[Stored items]
Content starts
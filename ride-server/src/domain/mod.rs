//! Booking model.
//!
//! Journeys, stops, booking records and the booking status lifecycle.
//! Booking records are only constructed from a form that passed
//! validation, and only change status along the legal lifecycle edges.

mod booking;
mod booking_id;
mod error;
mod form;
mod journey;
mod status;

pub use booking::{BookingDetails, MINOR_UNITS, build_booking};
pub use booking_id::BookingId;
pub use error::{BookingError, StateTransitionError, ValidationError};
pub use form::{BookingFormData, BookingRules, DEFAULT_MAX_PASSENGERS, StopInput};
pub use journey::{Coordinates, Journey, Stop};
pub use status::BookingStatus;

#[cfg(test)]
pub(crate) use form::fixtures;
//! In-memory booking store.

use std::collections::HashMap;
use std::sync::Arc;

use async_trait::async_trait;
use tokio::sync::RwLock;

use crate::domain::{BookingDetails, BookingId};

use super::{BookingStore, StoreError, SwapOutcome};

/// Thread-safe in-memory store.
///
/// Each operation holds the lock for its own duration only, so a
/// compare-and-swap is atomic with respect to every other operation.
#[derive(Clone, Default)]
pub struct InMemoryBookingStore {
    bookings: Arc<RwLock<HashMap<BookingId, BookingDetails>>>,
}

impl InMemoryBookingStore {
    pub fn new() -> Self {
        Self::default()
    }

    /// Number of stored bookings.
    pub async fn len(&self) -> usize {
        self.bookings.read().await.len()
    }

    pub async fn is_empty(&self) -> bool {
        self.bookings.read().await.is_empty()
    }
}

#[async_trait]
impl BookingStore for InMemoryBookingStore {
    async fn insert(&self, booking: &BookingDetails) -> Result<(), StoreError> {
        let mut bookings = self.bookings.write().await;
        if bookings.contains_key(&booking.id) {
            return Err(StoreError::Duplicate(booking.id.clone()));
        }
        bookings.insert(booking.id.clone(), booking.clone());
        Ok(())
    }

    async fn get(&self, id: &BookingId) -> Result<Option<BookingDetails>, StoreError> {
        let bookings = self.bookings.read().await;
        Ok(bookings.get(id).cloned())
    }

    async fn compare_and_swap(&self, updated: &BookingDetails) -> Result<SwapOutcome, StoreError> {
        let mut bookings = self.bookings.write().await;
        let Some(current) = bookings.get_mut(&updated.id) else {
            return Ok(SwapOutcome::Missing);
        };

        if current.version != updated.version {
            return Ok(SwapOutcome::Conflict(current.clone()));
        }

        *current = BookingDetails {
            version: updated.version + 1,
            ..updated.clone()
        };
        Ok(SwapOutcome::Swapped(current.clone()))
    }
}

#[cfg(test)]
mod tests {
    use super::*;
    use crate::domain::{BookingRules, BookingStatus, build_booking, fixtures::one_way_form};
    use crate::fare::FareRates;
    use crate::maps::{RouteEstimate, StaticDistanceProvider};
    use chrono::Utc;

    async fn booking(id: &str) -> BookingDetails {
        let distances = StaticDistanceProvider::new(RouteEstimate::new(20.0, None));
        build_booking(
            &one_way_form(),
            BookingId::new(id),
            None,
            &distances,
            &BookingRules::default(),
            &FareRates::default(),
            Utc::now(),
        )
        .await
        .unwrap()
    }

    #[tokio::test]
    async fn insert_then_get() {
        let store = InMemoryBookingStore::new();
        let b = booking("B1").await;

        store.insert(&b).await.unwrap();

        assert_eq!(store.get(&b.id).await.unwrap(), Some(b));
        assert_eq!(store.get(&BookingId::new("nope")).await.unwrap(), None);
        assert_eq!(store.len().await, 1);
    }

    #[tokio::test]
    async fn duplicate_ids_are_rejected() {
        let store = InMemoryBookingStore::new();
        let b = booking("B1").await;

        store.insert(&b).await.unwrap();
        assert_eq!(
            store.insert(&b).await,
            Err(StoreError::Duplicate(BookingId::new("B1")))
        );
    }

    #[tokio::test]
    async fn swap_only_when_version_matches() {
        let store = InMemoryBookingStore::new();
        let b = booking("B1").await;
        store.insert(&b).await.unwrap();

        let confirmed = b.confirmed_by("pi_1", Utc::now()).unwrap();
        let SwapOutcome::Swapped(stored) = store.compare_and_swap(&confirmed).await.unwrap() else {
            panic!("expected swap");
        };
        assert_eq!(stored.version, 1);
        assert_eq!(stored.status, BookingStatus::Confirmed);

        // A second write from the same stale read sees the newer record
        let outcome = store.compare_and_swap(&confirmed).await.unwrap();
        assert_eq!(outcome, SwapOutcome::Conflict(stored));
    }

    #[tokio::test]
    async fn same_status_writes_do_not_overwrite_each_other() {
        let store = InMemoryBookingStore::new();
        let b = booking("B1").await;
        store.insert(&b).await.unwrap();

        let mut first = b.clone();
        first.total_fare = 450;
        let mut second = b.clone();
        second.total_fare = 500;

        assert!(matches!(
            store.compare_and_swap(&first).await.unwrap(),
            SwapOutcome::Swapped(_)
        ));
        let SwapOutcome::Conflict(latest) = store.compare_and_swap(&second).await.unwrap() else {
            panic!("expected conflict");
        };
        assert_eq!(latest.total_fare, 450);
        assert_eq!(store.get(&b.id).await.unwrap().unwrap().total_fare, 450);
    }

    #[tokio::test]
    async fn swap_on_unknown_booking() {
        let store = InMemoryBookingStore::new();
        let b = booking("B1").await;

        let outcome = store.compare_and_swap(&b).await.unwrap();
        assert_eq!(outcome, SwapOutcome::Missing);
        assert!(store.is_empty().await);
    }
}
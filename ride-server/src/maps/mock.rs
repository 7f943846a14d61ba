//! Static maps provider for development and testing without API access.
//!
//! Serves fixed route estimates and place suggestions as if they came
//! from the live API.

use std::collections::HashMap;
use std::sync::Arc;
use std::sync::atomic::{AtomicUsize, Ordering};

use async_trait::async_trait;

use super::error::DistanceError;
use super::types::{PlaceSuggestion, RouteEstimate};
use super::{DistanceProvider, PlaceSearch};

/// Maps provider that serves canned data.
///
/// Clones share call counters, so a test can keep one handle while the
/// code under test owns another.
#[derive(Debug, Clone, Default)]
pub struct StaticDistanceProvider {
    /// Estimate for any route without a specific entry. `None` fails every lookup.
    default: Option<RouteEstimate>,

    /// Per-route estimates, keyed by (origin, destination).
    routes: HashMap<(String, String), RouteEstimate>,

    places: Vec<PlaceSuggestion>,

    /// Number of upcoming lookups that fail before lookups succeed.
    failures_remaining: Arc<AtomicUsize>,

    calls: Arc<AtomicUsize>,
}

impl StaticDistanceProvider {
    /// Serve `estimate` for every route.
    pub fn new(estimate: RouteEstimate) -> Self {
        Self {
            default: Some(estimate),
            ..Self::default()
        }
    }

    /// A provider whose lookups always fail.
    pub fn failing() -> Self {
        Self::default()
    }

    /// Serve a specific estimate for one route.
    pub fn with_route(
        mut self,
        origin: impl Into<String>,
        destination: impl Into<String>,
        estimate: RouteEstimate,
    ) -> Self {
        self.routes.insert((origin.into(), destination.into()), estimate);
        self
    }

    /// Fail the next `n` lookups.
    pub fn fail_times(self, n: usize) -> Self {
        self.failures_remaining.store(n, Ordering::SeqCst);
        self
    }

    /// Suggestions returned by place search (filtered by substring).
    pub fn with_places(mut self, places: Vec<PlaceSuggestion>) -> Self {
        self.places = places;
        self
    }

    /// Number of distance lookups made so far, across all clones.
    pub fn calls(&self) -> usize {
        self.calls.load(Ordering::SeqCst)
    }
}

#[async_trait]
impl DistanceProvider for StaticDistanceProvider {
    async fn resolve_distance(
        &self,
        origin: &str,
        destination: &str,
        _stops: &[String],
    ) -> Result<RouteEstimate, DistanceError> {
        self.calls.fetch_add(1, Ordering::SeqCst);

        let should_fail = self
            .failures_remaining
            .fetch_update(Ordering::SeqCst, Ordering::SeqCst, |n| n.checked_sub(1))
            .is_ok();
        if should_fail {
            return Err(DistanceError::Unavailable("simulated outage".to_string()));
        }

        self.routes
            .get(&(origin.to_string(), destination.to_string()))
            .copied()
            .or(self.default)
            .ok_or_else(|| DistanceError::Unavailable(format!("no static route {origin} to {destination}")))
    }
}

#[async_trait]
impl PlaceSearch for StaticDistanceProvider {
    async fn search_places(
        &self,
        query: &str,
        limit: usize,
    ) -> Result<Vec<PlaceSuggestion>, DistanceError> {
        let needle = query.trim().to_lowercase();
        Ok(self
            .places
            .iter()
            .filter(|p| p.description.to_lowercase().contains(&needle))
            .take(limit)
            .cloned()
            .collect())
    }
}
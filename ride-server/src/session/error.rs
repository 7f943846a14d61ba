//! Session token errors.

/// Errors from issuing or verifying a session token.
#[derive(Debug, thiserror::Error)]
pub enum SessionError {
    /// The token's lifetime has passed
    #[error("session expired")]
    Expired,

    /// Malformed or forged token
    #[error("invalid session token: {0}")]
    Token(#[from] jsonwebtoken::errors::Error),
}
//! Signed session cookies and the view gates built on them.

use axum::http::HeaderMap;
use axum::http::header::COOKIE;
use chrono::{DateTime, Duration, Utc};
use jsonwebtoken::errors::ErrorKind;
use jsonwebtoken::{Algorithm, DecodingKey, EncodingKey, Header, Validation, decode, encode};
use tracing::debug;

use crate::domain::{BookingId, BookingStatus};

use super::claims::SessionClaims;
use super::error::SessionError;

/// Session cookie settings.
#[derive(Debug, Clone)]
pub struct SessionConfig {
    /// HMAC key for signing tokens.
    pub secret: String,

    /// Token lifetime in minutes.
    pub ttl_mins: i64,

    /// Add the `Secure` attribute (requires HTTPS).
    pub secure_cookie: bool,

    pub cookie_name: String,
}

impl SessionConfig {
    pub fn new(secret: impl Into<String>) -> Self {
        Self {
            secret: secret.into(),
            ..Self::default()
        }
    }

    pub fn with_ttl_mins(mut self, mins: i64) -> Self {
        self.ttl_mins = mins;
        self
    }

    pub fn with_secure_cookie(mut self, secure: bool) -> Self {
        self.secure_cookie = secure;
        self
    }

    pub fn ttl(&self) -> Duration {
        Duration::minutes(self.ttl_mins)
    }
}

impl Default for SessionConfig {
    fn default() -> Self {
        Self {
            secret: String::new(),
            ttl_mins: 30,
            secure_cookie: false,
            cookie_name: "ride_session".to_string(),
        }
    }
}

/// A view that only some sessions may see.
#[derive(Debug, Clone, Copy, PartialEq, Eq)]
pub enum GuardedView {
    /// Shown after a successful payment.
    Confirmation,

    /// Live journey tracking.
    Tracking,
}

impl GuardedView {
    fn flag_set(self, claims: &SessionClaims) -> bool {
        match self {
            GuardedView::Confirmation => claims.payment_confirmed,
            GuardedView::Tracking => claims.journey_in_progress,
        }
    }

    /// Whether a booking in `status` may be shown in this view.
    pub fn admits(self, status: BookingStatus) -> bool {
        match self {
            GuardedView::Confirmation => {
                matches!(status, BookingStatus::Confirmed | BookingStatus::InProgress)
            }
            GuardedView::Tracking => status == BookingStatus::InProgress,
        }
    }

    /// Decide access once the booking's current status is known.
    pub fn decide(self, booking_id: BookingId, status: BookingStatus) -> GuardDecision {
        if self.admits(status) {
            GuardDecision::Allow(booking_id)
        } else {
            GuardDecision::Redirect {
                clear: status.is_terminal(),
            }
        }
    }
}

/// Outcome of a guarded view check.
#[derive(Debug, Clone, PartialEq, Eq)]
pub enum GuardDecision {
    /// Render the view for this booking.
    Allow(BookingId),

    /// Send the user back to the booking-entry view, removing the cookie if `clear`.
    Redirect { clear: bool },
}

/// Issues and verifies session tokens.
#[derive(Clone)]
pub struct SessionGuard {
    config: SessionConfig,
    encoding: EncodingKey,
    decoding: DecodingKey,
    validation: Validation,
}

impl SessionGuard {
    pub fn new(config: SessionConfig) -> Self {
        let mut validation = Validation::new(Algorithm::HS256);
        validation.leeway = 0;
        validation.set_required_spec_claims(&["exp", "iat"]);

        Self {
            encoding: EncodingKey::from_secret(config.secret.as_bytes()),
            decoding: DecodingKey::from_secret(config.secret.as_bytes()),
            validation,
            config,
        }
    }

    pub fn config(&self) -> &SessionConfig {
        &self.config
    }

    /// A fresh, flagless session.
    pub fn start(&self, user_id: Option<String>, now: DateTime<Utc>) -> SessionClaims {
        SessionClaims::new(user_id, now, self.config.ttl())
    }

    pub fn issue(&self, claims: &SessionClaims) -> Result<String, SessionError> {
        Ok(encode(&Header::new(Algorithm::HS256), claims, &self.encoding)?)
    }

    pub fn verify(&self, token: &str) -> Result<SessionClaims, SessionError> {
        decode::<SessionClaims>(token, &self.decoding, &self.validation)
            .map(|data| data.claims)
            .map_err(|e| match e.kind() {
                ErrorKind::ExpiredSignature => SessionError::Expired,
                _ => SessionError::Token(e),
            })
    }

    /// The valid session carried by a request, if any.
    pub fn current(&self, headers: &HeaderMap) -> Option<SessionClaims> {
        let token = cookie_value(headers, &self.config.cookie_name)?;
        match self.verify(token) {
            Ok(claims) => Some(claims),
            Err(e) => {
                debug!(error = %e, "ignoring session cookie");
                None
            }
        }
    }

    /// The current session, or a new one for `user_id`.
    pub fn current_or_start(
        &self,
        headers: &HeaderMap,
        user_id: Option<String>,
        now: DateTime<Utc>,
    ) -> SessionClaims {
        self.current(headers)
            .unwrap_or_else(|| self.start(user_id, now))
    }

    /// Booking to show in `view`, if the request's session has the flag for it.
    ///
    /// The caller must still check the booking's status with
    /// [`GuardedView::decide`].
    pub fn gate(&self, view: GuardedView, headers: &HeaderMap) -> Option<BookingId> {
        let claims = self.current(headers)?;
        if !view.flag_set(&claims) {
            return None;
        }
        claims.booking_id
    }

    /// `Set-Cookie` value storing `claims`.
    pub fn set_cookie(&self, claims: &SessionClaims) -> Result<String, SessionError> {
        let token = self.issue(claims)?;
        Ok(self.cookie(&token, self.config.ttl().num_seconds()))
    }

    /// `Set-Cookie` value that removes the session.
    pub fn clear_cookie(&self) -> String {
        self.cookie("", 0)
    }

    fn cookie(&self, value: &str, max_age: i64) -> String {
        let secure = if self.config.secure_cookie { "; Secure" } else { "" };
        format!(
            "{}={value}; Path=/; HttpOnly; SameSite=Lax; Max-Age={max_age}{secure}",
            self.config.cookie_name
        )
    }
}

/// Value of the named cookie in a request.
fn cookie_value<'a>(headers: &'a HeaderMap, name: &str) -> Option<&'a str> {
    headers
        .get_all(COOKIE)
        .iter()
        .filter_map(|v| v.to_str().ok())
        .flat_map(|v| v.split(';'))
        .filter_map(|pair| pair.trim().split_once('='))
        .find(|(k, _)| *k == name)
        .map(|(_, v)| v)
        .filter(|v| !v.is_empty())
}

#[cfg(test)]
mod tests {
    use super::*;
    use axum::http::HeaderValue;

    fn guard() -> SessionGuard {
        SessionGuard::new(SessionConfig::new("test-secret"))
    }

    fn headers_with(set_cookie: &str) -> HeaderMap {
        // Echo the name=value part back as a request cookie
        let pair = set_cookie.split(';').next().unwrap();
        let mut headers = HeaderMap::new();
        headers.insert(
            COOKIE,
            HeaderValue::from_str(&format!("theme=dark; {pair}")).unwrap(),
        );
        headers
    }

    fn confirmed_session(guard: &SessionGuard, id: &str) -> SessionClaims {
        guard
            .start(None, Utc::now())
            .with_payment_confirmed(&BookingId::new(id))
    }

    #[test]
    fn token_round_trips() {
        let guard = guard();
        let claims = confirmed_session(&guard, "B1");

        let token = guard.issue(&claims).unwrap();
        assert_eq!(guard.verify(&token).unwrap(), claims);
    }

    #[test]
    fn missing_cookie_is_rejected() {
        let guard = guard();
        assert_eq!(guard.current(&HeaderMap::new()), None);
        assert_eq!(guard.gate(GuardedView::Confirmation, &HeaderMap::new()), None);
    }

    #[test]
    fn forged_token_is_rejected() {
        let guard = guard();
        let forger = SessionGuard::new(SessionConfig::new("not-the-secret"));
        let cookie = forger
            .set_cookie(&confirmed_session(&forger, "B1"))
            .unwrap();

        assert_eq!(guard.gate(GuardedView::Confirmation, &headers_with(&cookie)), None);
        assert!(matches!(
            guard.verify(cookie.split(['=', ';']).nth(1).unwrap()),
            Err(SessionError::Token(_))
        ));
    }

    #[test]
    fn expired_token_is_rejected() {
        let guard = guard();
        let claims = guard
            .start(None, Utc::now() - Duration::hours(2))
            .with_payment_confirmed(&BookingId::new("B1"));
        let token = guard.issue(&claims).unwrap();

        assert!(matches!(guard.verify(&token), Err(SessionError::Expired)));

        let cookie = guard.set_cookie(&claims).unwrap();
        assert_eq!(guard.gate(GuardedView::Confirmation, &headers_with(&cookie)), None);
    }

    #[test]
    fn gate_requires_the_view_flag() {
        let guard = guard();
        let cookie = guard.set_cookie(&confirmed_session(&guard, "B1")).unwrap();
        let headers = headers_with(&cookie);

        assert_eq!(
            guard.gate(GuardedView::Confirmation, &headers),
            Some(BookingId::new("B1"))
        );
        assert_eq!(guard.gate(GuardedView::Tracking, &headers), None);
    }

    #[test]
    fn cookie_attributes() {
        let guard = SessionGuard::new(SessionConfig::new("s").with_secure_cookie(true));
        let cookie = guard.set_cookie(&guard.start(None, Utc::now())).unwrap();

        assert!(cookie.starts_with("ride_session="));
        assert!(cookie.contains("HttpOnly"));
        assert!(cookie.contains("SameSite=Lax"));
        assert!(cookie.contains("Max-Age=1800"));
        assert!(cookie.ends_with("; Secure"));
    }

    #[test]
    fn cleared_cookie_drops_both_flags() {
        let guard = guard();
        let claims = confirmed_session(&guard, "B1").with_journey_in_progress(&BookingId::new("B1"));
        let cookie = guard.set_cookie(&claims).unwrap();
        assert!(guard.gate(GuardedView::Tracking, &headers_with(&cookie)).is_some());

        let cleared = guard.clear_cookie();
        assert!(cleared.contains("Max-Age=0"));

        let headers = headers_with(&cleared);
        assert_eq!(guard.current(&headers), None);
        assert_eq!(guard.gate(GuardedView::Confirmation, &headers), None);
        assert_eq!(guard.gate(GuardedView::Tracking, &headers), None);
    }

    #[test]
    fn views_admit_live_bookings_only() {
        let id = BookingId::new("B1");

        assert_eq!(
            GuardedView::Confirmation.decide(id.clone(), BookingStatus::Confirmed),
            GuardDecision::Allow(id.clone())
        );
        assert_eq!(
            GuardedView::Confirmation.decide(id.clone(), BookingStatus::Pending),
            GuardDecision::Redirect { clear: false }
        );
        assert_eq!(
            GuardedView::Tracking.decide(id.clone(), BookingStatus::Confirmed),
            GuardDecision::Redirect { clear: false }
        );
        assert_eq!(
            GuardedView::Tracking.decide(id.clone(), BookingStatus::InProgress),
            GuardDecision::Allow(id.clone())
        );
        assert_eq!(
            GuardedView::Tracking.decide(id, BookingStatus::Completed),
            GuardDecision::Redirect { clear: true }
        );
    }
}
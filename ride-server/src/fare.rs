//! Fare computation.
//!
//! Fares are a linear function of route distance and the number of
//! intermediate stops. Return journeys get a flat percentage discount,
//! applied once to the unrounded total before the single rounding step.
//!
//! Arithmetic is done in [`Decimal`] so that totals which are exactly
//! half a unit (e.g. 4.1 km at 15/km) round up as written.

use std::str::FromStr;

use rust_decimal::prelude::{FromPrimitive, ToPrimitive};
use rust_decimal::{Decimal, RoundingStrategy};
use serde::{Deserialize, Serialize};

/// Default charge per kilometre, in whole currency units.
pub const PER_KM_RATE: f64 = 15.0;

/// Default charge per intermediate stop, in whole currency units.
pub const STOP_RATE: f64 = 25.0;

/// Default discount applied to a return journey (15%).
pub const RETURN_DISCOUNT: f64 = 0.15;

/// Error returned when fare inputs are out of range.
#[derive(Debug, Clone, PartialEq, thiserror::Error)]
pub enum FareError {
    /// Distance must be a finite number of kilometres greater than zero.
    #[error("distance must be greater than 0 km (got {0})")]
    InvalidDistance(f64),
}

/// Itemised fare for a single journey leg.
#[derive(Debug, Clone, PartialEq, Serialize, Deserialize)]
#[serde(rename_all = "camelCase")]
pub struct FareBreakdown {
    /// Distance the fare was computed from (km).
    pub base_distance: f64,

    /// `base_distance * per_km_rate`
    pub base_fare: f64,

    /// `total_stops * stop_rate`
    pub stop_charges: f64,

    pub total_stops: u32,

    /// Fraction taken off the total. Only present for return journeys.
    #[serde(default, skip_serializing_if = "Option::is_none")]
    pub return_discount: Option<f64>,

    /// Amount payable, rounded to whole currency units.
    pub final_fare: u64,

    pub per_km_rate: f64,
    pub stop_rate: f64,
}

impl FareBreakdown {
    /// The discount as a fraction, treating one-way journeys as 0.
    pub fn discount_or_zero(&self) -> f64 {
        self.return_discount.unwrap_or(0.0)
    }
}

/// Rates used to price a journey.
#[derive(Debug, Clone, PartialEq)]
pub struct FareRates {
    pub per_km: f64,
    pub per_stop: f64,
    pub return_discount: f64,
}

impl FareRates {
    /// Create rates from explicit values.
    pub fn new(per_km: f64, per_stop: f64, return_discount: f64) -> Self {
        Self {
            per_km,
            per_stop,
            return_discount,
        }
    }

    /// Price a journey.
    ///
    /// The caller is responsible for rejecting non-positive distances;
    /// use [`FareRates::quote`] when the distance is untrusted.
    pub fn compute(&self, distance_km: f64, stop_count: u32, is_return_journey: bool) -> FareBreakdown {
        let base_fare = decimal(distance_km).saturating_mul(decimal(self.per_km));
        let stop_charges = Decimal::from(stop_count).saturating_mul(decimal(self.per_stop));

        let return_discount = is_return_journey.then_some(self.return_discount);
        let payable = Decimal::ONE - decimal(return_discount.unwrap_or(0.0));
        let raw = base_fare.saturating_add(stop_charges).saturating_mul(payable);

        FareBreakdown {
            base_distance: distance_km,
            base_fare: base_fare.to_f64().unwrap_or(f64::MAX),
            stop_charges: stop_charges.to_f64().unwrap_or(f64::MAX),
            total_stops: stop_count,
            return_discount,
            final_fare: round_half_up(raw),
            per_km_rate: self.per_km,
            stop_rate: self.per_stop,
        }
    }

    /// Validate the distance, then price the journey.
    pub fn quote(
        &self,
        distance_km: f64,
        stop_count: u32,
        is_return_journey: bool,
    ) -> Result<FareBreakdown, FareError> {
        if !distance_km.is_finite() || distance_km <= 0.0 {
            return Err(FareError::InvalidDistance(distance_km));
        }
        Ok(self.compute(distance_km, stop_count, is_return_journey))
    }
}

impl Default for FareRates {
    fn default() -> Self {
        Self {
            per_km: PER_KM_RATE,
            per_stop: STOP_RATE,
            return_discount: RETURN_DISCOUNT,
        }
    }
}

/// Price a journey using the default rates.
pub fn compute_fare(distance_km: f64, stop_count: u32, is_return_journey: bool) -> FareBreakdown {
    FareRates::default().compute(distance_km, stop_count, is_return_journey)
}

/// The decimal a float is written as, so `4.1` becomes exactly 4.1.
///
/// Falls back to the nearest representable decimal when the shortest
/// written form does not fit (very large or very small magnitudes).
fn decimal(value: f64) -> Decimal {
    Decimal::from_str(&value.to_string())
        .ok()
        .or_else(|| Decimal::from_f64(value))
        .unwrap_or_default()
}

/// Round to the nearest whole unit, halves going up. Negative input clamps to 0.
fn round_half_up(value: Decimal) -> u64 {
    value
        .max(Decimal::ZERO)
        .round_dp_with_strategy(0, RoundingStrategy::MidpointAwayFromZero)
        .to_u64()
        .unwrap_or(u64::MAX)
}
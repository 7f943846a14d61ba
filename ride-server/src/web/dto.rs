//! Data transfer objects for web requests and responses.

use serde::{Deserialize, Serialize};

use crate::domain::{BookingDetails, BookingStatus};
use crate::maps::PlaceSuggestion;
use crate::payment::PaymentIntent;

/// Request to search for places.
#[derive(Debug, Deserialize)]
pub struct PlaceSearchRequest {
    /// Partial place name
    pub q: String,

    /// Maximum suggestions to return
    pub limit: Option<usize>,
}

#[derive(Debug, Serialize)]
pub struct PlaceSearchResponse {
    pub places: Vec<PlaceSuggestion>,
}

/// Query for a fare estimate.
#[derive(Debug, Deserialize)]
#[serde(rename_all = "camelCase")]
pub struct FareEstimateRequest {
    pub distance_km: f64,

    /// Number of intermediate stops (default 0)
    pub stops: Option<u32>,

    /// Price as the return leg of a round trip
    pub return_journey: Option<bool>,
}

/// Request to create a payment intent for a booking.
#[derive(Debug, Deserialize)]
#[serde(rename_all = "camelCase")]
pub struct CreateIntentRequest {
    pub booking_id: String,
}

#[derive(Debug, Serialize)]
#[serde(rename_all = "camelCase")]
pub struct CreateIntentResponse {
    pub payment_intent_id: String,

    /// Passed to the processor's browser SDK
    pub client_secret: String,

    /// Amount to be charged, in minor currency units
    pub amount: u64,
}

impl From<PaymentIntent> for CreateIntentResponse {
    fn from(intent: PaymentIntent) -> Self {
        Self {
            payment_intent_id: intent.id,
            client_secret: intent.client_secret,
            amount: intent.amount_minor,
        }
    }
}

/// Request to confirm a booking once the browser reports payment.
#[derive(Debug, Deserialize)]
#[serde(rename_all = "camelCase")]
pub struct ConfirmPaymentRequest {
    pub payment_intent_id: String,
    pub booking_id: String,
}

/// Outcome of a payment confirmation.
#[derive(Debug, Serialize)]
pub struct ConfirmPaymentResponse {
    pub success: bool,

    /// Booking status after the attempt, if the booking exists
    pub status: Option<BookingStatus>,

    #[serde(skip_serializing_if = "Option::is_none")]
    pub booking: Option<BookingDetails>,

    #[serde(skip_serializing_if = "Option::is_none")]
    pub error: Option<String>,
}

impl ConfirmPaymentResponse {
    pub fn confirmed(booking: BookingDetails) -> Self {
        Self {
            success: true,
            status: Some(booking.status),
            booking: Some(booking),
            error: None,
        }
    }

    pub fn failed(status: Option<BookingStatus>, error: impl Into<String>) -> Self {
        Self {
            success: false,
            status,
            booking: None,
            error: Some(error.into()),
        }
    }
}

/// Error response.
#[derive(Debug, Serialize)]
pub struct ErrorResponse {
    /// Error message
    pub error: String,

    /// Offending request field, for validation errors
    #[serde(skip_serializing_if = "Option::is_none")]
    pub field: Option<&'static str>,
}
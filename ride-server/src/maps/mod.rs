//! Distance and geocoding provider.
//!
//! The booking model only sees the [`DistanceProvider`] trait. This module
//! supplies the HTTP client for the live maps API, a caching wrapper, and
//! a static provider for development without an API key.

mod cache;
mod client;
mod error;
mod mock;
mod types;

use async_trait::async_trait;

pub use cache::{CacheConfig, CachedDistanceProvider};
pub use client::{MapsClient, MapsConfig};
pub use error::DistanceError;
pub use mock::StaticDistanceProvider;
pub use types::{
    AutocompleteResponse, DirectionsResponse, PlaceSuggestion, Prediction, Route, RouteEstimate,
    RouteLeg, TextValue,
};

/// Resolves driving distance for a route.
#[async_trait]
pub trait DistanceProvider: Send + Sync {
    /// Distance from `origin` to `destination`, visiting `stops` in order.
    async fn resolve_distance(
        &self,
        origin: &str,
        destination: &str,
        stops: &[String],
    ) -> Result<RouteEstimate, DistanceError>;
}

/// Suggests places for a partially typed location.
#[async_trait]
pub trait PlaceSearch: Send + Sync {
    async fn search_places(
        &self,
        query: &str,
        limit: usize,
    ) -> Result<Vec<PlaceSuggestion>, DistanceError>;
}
Content ends
■ **WHAT THIS TASK INVOLVES**
Which lines hold the word "SessionConfig"? Copy each of them from the records.

■ **SOLUTION TO THIS EXERCISE**
pub struct SessionConfig {
impl SessionConfig {
impl Default for SessionConfig {
    config: SessionConfig,
    pub fn new(config: SessionConfig) -> Self {
    pub fn config(&self) -> &SessionConfig {
        SessionGuard::new(SessionConfig::new("test-secret"))
        let forger = SessionGuard::new(SessionConfig::new("not-the-secret"));
        let guard = SessionGuard::new(SessionConfig::new("s").with_secure_cookie(true));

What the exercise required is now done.